Gene editing has rapidly advanced over the last decade with the adoption of CRISPR/Cas9, an RNA-guided endonuclease known for its efficiency and ease of use. Unlike earlier tools that required extensive protein engineering to reprogram, Cas9 enables consistent DNA targeting simply by altering the single-guide RNA (sgRNA) spacer sequence. However, Cas9 has notable limitations: its large size complicates delivery in medical contexts, it is entangled in intellectual property restrictions, and it requires a protospacer adjacent motif (PAM) at the target site, an element not always present at optimal positions. This PAM dependence restricts Cas9’s range of editable sequences, creating demand for a more universally targetable editing platform.

Prokaryotic Argonautes (pAgos) are a promising candidate for next generation gene editors. Like Cas9, they use nucleic acid guides, making them easy to reprogram, but pAgos do not rely on PAM sites, allowing them to target any sequence. Despite their promise, challenges remain, including non-specific nuclease activity (“chopping”), poor targeting of double-stranded DNA (dsDNA) unless aided by accessory proteins, and low activity at mesophilic temperatures (approximately 37°C).
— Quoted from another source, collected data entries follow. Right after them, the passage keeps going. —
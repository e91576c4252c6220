use crate::definitions::ImageSize;
use crate::usb::errors::FrameError;

/// Converts a biplanar 4:2:0 frame (NV12) into packed 4:2:2 YUY2.
///
/// Each output pixel carries its own luma followed by the chroma sample shared with its horizontal
/// neighbour: blue-difference on even columns, red-difference on odd columns. Chroma lines are reused for
/// two consecutive output lines.
pub fn nv12_to_yuy2(size: ImageSize, y_plane: &[u8], uv_plane: &[u8]) -> Result<Vec<u8>, FrameError> {
    let width = size.width as usize;
    let height = size.height as usize;

    let y_len = width * height;
    if y_plane.len() < y_len {
        return Err(FrameError::PlaneTooShort { plane: "Y", expected: y_len, actual: y_plane.len() });
    }
    let uv_len = width * height.div_ceil(2);
    if uv_plane.len() < uv_len {
        return Err(FrameError::PlaneTooShort { plane: "UV", expected: uv_len, actual: uv_plane.len() });
    }

    let mut frame = vec![0u8; size.frame_len()];
    if width == 0 {
        return Ok(frame);
    }
    for (line, output_line) in frame.chunks_exact_mut(width * 2).enumerate() {
        let luma = &y_plane[width * line..width * (line + 1)];
        let chroma = &uv_plane[width * (line / 2)..width * (line / 2 + 1)];
        for (col, pixel) in output_line.chunks_exact_mut(2).enumerate() {
            pixel[0] = luma[col];
            // interleaved U/V pairs line up with the even/odd output columns
            pixel[1] = chroma[col];
        }
    }
    Ok(frame)
}

#[cfg(test)]
mod tests {
    use super::*;

    #[test]
    fn chroma_alternates_u_and_v_and_repeats_per_line_pair() {
        let size = ImageSize::new(4, 2);
        let y_plane = [10, 11, 12, 13, 20, 21, 22, 23];
        let uv_plane = [100, 200, 101, 201];

        let frame = nv12_to_yuy2(size, &y_plane, &uv_plane).unwrap();
        assert_eq!(frame, vec![
            10, 100, 11, 200, 12, 101, 13, 201,
            20, 100, 21, 200, 22, 101, 23, 201,
        ]);
    }

    #[test]
    fn output_has_two_bytes_per_pixel() {
        let size = ImageSize::new(160, 120);
        let frame = nv12_to_yuy2(size, &vec![0u8; 160 * 120], &vec![128u8; 160 * 60]).unwrap();
        assert_eq!(frame.len(), size.frame_len());
    }

    #[test]
    fn short_planes_are_rejected() {
        let size = ImageSize::new(4, 2);
        assert_eq!(
            nv12_to_yuy2(size, &[0u8; 7], &[0u8; 4]),
            Err(FrameError::PlaneTooShort { plane: "Y", expected: 8, actual: 7 })
        );
        assert_eq!(
            nv12_to_yuy2(size, &[0u8; 8], &[0u8; 3]),
            Err(FrameError::PlaneTooShort { plane: "UV", expected: 4, actual: 3 })
        );
    }
}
To address these hurdles, we selected four of the most widely used pAgos in the field for engineering through directed evolution. This process involves generating libraries of random mutants through error-prone PCR, selecting for “better” versions (i.e., those with improved activity against dsDNA), and repeating the cycle, mimicking natural selection at an accelerated pace. Selection will be carried out using an assay in which pAgos edit E. coli to knock in an antibiotic resistance gene; only cells with functional pAgos will survive. Our goal is to evolve pAgos with enhanced activity and reduced off-target effects, advancing their potential for safe, efficient gene editing without the constraints of PAM site dependence.